Что же касается пятидесятилетней примерно красавицы с крашеными волосами и по-античному жирноватой спиной, так с ней, с этой постаревшей модернизированной Венерой Милосской (очень похожа), Есенину было противно есть даже «пищу богов», как он называл холодную баранину с горчицей и солью.
Недаром и частушку сложил:
Есенин был очень подозрителен и недоверчив. Бесцеремонно впиваясь взглядом в лицо собеседника, он всегда пытался прочесть тайные его замыслы, считая, что у каждого они имеются «беспременно». Это его слово.
– Смекай, Мартышон, – она же, чертова дочь, иностранка! Ей стихи мои – тарабарщина. Не разубеждай, не разубеждай! Я по глазам ее вижу, – говорил он, сжимая кулаки. – Слов-то русских плясунья не понимает!

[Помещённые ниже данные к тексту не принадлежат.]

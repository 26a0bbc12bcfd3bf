//! `crfprep` — prepare a CRF++ style corpus for in-database CRF training.
//!
//! ```text
//! crfprep <corpus> <template> <label-dict-out> <feature-dict-out> <encoded-out>
//! ```

use std::path::PathBuf;
use std::process::ExitCode;

use anyhow::{Context, Result};
use clap::Parser;
use crfprep_core::{Pipeline, PipelineConfig, RunSummary};

/// CLI arguments
#[derive(Parser, Debug)]
#[command(name = "crfprep")]
#[command(about = "Expand a feature template over a CRF++ corpus and encode it for training")]
struct Cli {
    /// CRF++ format training file (one token per line, blank line between documents)
    corpus: PathBuf,

    /// Feature template file (U/B lines with %x[row,col] macros)
    template: PathBuf,

    /// Label dictionary output (label<TAB>id)
    label_output: PathBuf,

    /// Feature dictionary output (identity<TAB>baseId)
    feature_output: PathBuf,

    /// Encoded data output, one {unigrams}<TAB>{bigrams}<TAB>{labels} line per document
    encoded_output: PathBuf,
}

impl Cli {
    fn into_config(self) -> PipelineConfig {
        PipelineConfig::new()
            .with_corpus(self.corpus)
            .with_template(self.template)
            .with_label_output(self.label_output)
            .with_feature_output(self.feature_output)
            .with_encoded_output(self.encoded_output)
    }
}

fn report(summary: &RunSummary) -> Result<()> {
    println!("Number of labels: {}", summary.n_labels);
    println!("Number of features: {}", summary.total_width);
    println!("Number of documents: {}", summary.n_documents);
    let params = serde_json::to_string(&summary.crf_params())
        .context("failed to serialize training parameters")?;
    println!("{params}");
    Ok(())
}

fn run(cli: Cli) -> Result<()> {
    let config = cli.into_config();
    let corpus = config.corpus.clone();
    let summary = Pipeline::new(config)
        .run()
        .with_context(|| format!("failed to prepare {}", corpus.display()))?;
    report(&summary)
}

fn main() -> ExitCode {
    tracing_subscriber::fmt()
        .with_writer(std::io::stderr)
        .init();

    // Usage errors exit with status 2 from clap
    let cli = Cli::parse();

    match run(cli) {
        Ok(()) => ExitCode::SUCCESS,
        Err(e) => {
            eprintln!("Error: {e:#}");
            ExitCode::FAILURE
        }
    }
}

А самое страшное, что в трехспальную супружескую кровать карельской березы, под невесомое одеяло из гагачьего пуха он мог лечь только во хмелю – мутном и тяжелом.
Его обычная фраза: «Пей со мною, паршивая сука!» – так и вошла неизменной в знаменитое стихотворение.
Платон резко отделял любимого от любящего.
Есенин был любимым. Изадора любящей. Есенин, как актер, подставлял щеку, а она целовала.
У жизни тяжелые кулаки. Это надо знать и твердо помнить. А мы, как простачки-дурачки, не только отчаянно воем, но и удивляемся, когда она сворачивает нам челюсть.
Не похоже ли это удивление на наивный разговор домашних хозяек, которые, изо дня в день убираясь в квартире, неизменно восклицают: «Откуда только проклятая пыль берется? Ведь только вчера вытирала!» И мы в том же роде философски руками разводим: «Как это, почему у меня челюсть свернута? Ведь еще вчера была совершенно целехонька!»
Эх, жизнь! Жизнь! Чего же это ты дерешься, как хулиган – злой и пьяный?